While I am all for companies and software to expedite data cleaning, I don't think any software can cleanly solve this problem in the near future.

1. Data hygiene issues show up inconsistently, even within the same data source: I experienced this first-hand as a quant trader: I only had half a dozen, well-structured time series data coming from our trading apps and switches. You would think that I can get reasonably clean data every day, or failing that, being able to automate the data cleaning script. Nope! I experienced every data hygiene issue imaginable: from ntpd being broken, local time/UTC inconsistencies, switch firmware acting up, all the way to human errors in the ETL process. Building a reliable data pipeline has so many moving parts that I am fairly pessimistic about any one-stop solution.
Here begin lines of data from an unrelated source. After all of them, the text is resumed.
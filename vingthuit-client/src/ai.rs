use std::time::Duration;

use anyhow::{Context, Result};
use reqwest::blocking::Client;
use serde::{Deserialize, Serialize};
use tracing::debug;

use vingthuit_db::models::{Combo, DrawRecord};

pub const DEEPSEEK_URL: &str = "https://api.deepseek.com/v1/chat/completions";

/// Nombre de périodes fournies en contexte au modèle.
const CONTEXT_DRAWS: usize = 20;

const VALID_LABELS: [&str; 4] = ["high-odd", "high-even", "low-odd", "low-even"];

#[derive(Serialize)]
struct ChatRequest {
    model: &'static str,
    messages: Vec<ChatMessage>,
    temperature: f64,
    max_tokens: u32,
}

#[derive(Serialize)]
struct ChatMessage {
    role: &'static str,
    content: String,
}

#[derive(Deserialize)]
struct ChatResponse {
    #[serde(default)]
    choices: Vec<ChatChoice>,
}

#[derive(Deserialize)]
struct ChatChoice {
    message: ChatResponseMessage,
}

#[derive(Deserialize)]
struct ChatResponseMessage {
    #[serde(default)]
    content: String,
}

/// Prédicteur DeepSeek : une source de plus derrière la même interface que
/// le tableau tiers (période -> étiquette ou rien).
pub struct DeepSeekPredictor {
    client: Client,
    token: String,
}

impl DeepSeekPredictor {
    pub fn new(token: &str) -> Result<Self> {
        let client = Client::builder()
            .timeout(Duration::from_secs(15))
            .build()
            .context("Impossible de construire le client DeepSeek")?;
        Ok(Self {
            client,
            token: token.to_string(),
        })
    }

    /// Demande une étiquette pour la période cible. `Ok(None)` quand la
    /// réponse ne contient aucune étiquette valide : on n'enregistre alors
    /// aucune prédiction, on n'en fabrique jamais.
    pub fn predict(&self, records: &[DrawRecord], target_section: &str) -> Result<Option<Combo>> {
        let request = ChatRequest {
            model: "deepseek-chat",
            messages: vec![
                ChatMessage {
                    role: "system",
                    content: "Tu es un assistant d'analyse de séries du tirage Canada 28."
                        .to_string(),
                },
                ChatMessage {
                    role: "user",
                    content: build_prompt(records, target_section),
                },
            ],
            temperature: 0.6,
            max_tokens: 16,
        };

        let response = self
            .client
            .post(DEEPSEEK_URL)
            .bearer_auth(&self.token)
            .json(&request)
            .send()
            .context("Échec de l'appel DeepSeek")?
            .error_for_status()
            .context("Statut DeepSeek en erreur")?;

        let parsed: ChatResponse = response.json().context("Réponse DeepSeek invalide")?;
        let content = parsed
            .choices
            .first()
            .map(|choice| choice.message.content.as_str())
            .unwrap_or("");
        debug!(reply = content, "réponse DeepSeek");
        Ok(extract_label(content))
    }
}

/// Invite construite sur les dernières périodes, de la plus récente à la
/// plus ancienne ; les périodes inexploitables sont omises du contexte.
pub fn build_prompt(records: &[DrawRecord], target_section: &str) -> String {
    let mut lines = Vec::new();
    for record in records.iter().take(CONTEXT_DRAWS) {
        if let (Some(sum), Some(outcome)) = (record.sum(), record.outcome()) {
            lines.push(format!("période {} somme {} {}", record.section, sum, outcome));
        }
    }
    format!(
        "Voici les dernières périodes du tirage Canada 28, de la plus récente à la plus \
         ancienne (format : période, somme, catégorie) :\n{}\n\nPériode à prédire : {}.\n\
         Réponds strictement par une seule de ces quatre étiquettes : high-odd, high-even, \
         low-odd, low-even. Aucun autre texte.",
        lines.join("\n"),
        target_section
    )
}

/// Première étiquette valide trouvée dans la réponse ; None sinon.
pub fn extract_label(reply: &str) -> Option<Combo> {
    VALID_LABELS
        .iter()
        .find(|label| reply.contains(*label))
        .and_then(|label| Combo::parse(label))
}

#[cfg(test)]
mod tests {
    use super::*;

    fn record(section: &str, codes: &[u8]) -> DrawRecord {
        DrawRecord {
            section: section.to_string(),
            codes: codes.to_vec(),
            open_time: String::new(),
        }
    }

    #[test]
    fn test_build_prompt_lists_usable_records() {
        let records = vec![
            record("3303", &[1, 1, 1]),
            record("3302", &[5, 9]), // omise : codes insuffisants
            record("3301", &[5, 9, 3]),
        ];
        let prompt = build_prompt(&records, "3304");
        assert!(prompt.contains("période 3303 somme 3 low-odd"));
        assert!(prompt.contains("période 3301 somme 17 high-odd"));
        assert!(!prompt.contains("3302 somme"));
        assert!(prompt.contains("Période à prédire : 3304."));
    }

    #[test]
    fn test_extract_label() {
        assert_eq!(extract_label("low-even"), Combo::parse("low-even"));
        assert_eq!(
            extract_label("Je prédis high-even pour cette période."),
            Combo::parse("high-even")
        );
        assert_eq!(extract_label("aucune idée"), None);
        assert_eq!(extract_label(""), None);
    }
}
2. Then there is a volume issue. If the data is small enough, humans can correct them fairly reliably, especially with some help from automation scripts/software. That said, doing this at scale is a very hard problem. One thing I learned working at a big data company is that many folks use MapReduce as a data cleanser at scale, and for that, MapReduce is a pretty awkward tool.

3. Anecdotal evidence: I have talked to employees at various big data platform/software companies, and though they have a wide ranging opinions on stream processing, Hadoop, Spark, etc., they all agree data cleaning is a huge pain/deal-slowing/-killing nemesis/unsolved problem that their employers semi-solve with increasing Sales Engineer headcounts. If this issue of solving data cleaning at scale was easy, I feel that someone would have come up with a very effective answer by now (and as an industry insider, I should have heard about it).


I completely agree. However I think there is also plenty of room for improvement in the ETL process that doesn't necessarily mean a one-stop solution.

For example, the common denominator data format for many use cases (not all) is a relational database. Why isn't there something that can grab data from anywhere in any common format and import it into a relational database with only a couple commands or mouse clicks? Right now the situation is that you either have to pay a lot of money for such a tool which usually doesn't work very well or you piece together the various data conversion tools with scripts. There is of course a lot of other steps in the ETL process, but that alone would save a lot of time.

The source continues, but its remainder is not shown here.